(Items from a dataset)
//! Resilience collaborators used around each entity sync.
//!
//! Each one is deliberately small: the orchestrator only depends on the
//! contracts, and entity services compose them in [`crate::service`].

pub mod circuit_breaker;
pub mod health;
pub mod progress;
pub mod retry;
pub mod transaction;
pub mod validation;

pub use circuit_breaker::{BreakerState, CircuitBreaker};
pub use health::{HealthMonitor, HealthSnapshot, HealthStatus};
pub use progress::{Progress, ProgressTracker};
pub use retry::RetryPolicy;
pub use transaction::{SnapshotTransactions, Transaction, TransactionManager};
pub use validation::{IntegrityChecker, RecordValidator, Violation};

#### About this task
Retype the data precisely.

#### Result of this task
//! Resilience collaborators used around each entity sync.
//!
//! Each one is deliberately small: the orchestrator only depends on the
//! contracts, and entity services compose them in [`crate::service`].

pub mod circuit_breaker;
pub mod health;
pub mod progress;
pub mod retry;
pub mod transaction;
pub mod validation;

pub use circuit_breaker::{BreakerState, CircuitBreaker};
pub use health::{HealthMonitor, HealthSnapshot, HealthStatus};
pub use progress::{Progress, ProgressTracker};
pub use retry::RetryPolicy;
pub use transaction::{SnapshotTransactions, Transaction, TransactionManager};
pub use validation::{IntegrityChecker, RecordValidator, Violation};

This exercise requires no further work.